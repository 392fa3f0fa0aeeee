use serde::{Deserialize, Serialize};

/// Hidden cognitive variables, each in [0, 1].
#[derive(Debug, Clone, Copy, Default, Serialize, Deserialize, PartialEq)]
pub struct LatentState {
    pub instability: f64,
    pub drift: f64,
    pub fatigue: f64,
}

impl LatentState {
    pub fn new(instability: f64, drift: f64, fatigue: f64) -> Self {
        Self {
            instability,
            drift,
            fatigue,
        }
    }

    /// The explicit reset event that ends a focus-reset exercise.
    /// This is the only way fatigue is allowed to go down.
    pub fn with_fatigue_reset(self) -> Self {
        Self {
            fatigue: 0.0,
            ..self
        }
    }
}

/// Simulated activation of the four coupled networks, each clamped to [0, 1].
/// The values are independent; they do not sum to 1.
#[derive(Debug, Clone, Copy, Serialize, Deserialize, PartialEq)]
pub struct NetworkState {
    /// Executive control.
    pub ecn: f64,
    /// Default mode (mind wandering).
    pub dmn: f64,
    pub salience: f64,
    pub load: f64,
}

impl Default for NetworkState {
    fn default() -> Self {
        Self {
            ecn: 1.0,
            dmn: 0.0,
            salience: 0.0,
            load: 0.0,
        }
    }
}

impl NetworkState {
    pub fn values(&self) -> [f64; 4] {
        [self.ecn, self.dmn, self.salience, self.load]
    }
}
use serde::{Deserialize, Serialize};

use crate::aggregation::window::RollingWindow;
use crate::models::InferenceResult;
use crate::utils::math::{clamp01, mean, variance};

/// Instability variance that maps to full insula activation.
const INSULA_VARIANCE_SCALE: f64 = 0.25;
/// Conflict swing across the window that maps to full basal ganglia activation.
const BASAL_GANGLIA_SWING_SCALE: f64 = 2.0;

#[derive(Debug, Clone, Copy, Serialize, Deserialize, PartialEq, Eq)]
pub enum BrainRegion {
    #[serde(rename = "DLPFC")]
    Dlpfc,
    #[serde(rename = "ACC")]
    Acc,
    Insula,
    #[serde(rename = "PCC")]
    Pcc,
    #[serde(rename = "mPFC")]
    Mpfc,
    BasalGanglia,
}

impl BrainRegion {
    pub const ALL: [BrainRegion; 6] = [
        BrainRegion::Dlpfc,
        BrainRegion::Acc,
        BrainRegion::Insula,
        BrainRegion::Pcc,
        BrainRegion::Mpfc,
        BrainRegion::BasalGanglia,
    ];
}

#[derive(Debug, Clone, Serialize, Deserialize, PartialEq)]
pub struct RegionActivation {
    pub region: BrainRegion,
    pub activation: f64,
    pub color: String,
}

#[derive(Debug, Clone, Serialize, Deserialize, PartialEq)]
#[serde(rename_all = "camelCase")]
pub struct BrainMap {
    pub regions: Vec<RegionActivation>,
    pub data_points: usize,
}

impl BrainMap {
    pub fn from_window(window: &RollingWindow) -> Self {
        let entries: Vec<&InferenceResult> = window.entries().collect();
        let column = |pick: fn(&InferenceResult) -> f64| -> Vec<f64> {
            entries.iter().map(|r| pick(r)).collect()
        };

        let drift = mean(&column(|r| r.drift));
        let fatigue = mean(&column(|r| r.fatigue));
        let conflict_swing = match (entries.first(), entries.last()) {
            (Some(first), Some(last)) if entries.len() > 1 => {
                (last.accumulated_conflict - first.accumulated_conflict).abs()
            }
            (Some(only), _) => only.accumulated_conflict,
            _ => 0.0,
        };

        let regions = BrainRegion::ALL
            .iter()
            .map(|&region| {
                let raw = match region {
                    BrainRegion::Dlpfc => mean(&column(|r| r.network.ecn)),
                    BrainRegion::Acc => mean(&column(|r| r.network.salience)),
                    BrainRegion::Insula => {
                        variance(&column(|r| r.instability)) / INSULA_VARIANCE_SCALE
                    }
                    BrainRegion::Pcc => drift,
                    BrainRegion::Mpfc => (drift * fatigue).max(0.0).sqrt(),
                    BrainRegion::BasalGanglia => conflict_swing / BASAL_GANGLIA_SWING_SCALE,
                };
                let activation = clamp01(raw);
                RegionActivation {
                    region,
                    activation,
                    color: activation_color(activation),
                }
            })
            .collect();

        Self {
            regions,
            data_points: entries.len(),
        }
    }

    pub fn activation(&self, region: BrainRegion) -> f64 {
        self.regions
            .iter()
            .find(|r| r.region == region)
            .map(|r| r.activation)
            .unwrap_or(0.0)
    }
}

/// Blue at 0, yellow at 0.5, red at 1.
pub fn activation_color(activation: f64) -> String {
    let a = clamp01(activation);
    let (r, g, b) = if a <= 0.5 {
        let t = a * 2.0;
        (255.0 * t, 255.0 * t, 255.0 * (1.0 - t))
    } else {
        let t = (a - 0.5) * 2.0;
        (255.0, 255.0 * (1.0 - t), 0.0)
    };
    format!("#{:02X}{:02X}{:02X}", r as u8, g as u8, b as u8)
}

+ + +

Work instructions
The data above should be copied exactly, with no line omitted.

Output of the exercise
repository 392fa3f0fa0aeeee
use serde::{Deserialize, Serialize};

/// Hidden cognitive variables, each in [0, 1].
#[derive(Debug, Clone, Copy, Default, Serialize, Deserialize, PartialEq)]
pub struct LatentState {
    pub instability: f64,
    pub drift: f64,
    pub fatigue: f64,
}

impl LatentState {
    pub fn new(instability: f64, drift: f64, fatigue: f64) -> Self {
        Self {
            instability,
            drift,
            fatigue,
        }
    }

    /// The explicit reset event that ends a focus-reset exercise.
    /// This is the only way fatigue is allowed to go down.
    pub fn with_fatigue_reset(self) -> Self {
        Self {
            fatigue: 0.0,
            ..self
        }
    }
}

/// Simulated activation of the four coupled networks, each clamped to [0, 1].
/// The values are independent; they do not sum to 1.
#[derive(Debug, Clone, Copy, Serialize, Deserialize, PartialEq)]
pub struct NetworkState {
    /// Executive control.
    pub ecn: f64,
    /// Default mode (mind wandering).
    pub dmn: f64,
    pub salience: f64,
    pub load: f64,
}

impl Default for NetworkState {
    fn default() -> Self {
        Self {
            ecn: 1.0,
            dmn: 0.0,
            salience: 0.0,
            load: 0.0,
        }
    }
}

impl NetworkState {
    pub fn values(&self) -> [f64; 4] {
        [self.ecn, self.dmn, self.salience, self.load]
    }
}
use serde::{Deserialize, Serialize};

use crate::aggregation::window::RollingWindow;
use crate::models::InferenceResult;
use crate::utils::math::{clamp01, mean, variance};

/// Instability variance that maps to full insula activation.
const INSULA_VARIANCE_SCALE: f64 = 0.25;
/// Conflict swing across the window that maps to full basal ganglia activation.
const BASAL_GANGLIA_SWING_SCALE: f64 = 2.0;

#[derive(Debug, Clone, Copy, Serialize, Deserialize, PartialEq, Eq)]
pub enum BrainRegion {
    #[serde(rename = "DLPFC")]
    Dlpfc,
    #[serde(rename = "ACC")]
    Acc,
    Insula,
    #[serde(rename = "PCC")]
    Pcc,
    #[serde(rename = "mPFC")]
    Mpfc,
    BasalGanglia,
}

impl BrainRegion {
    pub const ALL: [BrainRegion; 6] = [
        BrainRegion::Dlpfc,
        BrainRegion::Acc,
        BrainRegion::Insula,
        BrainRegion::Pcc,
        BrainRegion::Mpfc,
        BrainRegion::BasalGanglia,
    ];
}

#[derive(Debug, Clone, Serialize, Deserialize, PartialEq)]
pub struct RegionActivation {
    pub region: BrainRegion,
    pub activation: f64,
    pub color: String,
}

#[derive(Debug, Clone, Serialize, Deserialize, PartialEq)]
#[serde(rename_all = "camelCase")]
pub struct BrainMap {
    pub regions: Vec<RegionActivation>,
    pub data_points: usize,
}

impl BrainMap {
    pub fn from_window(window: &RollingWindow) -> Self {
        let entries: Vec<&InferenceResult> = window.entries().collect();
        let column = |pick: fn(&InferenceResult) -> f64| -> Vec<f64> {
            entries.iter().map(|r| pick(r)).collect()
        };

        let drift = mean(&column(|r| r.drift));
        let fatigue = mean(&column(|r| r.fatigue));
        let conflict_swing = match (entries.first(), entries.last()) {
            (Some(first), Some(last)) if entries.len() > 1 => {
                (last.accumulated_conflict - first.accumulated_conflict).abs()
            }
            (Some(only), _) => only.accumulated_conflict,
            _ => 0.0,
        };

        let regions = BrainRegion::ALL
            .iter()
            .map(|&region| {
                let raw = match region {
                    BrainRegion::Dlpfc => mean(&column(|r| r.network.ecn)),
                    BrainRegion::Acc => mean(&column(|r| r.network.salience)),
                    BrainRegion::Insula => {
                        variance(&column(|r| r.instability)) / INSULA_VARIANCE_SCALE
                    }
                    BrainRegion::Pcc => drift,
                    BrainRegion::Mpfc => (drift * fatigue).max(0.0).sqrt(),
                    BrainRegion::BasalGanglia => conflict_swing / BASAL_GANGLIA_SWING_SCALE,
                };
                let activation = clamp01(raw);
                RegionActivation {
                    region,
                    activation,
                    color: activation_color(activation),
                }
            })
            .collect();

        Self {
            regions,
            data_points: entries.len(),
        }
    }

    pub fn activation(&self, region: BrainRegion) -> f64 {
        self.regions
            .iter()
            .find(|r| r.region == region)
            .map(|r| r.activation)
            .unwrap_or(0.0)
    }
}

/// Blue at 0, yellow at 0.5, red at 1.
pub fn activation_color(activation: f64) -> String {
    let a = clamp01(activation);
    let (r, g, b) = if a <= 0.5 {
        let t = a * 2.0;
        (255.0 * t, 255.0 * t, 255.0 * (1.0 - t))
    } else {
        let t = (a - 0.5) * 2.0;
        (255.0, 255.0 * (1.0 - t), 0.0)
    };
    format!("#{:02X}{:02X}{:02X}", r as u8, g as u8, b as u8)
}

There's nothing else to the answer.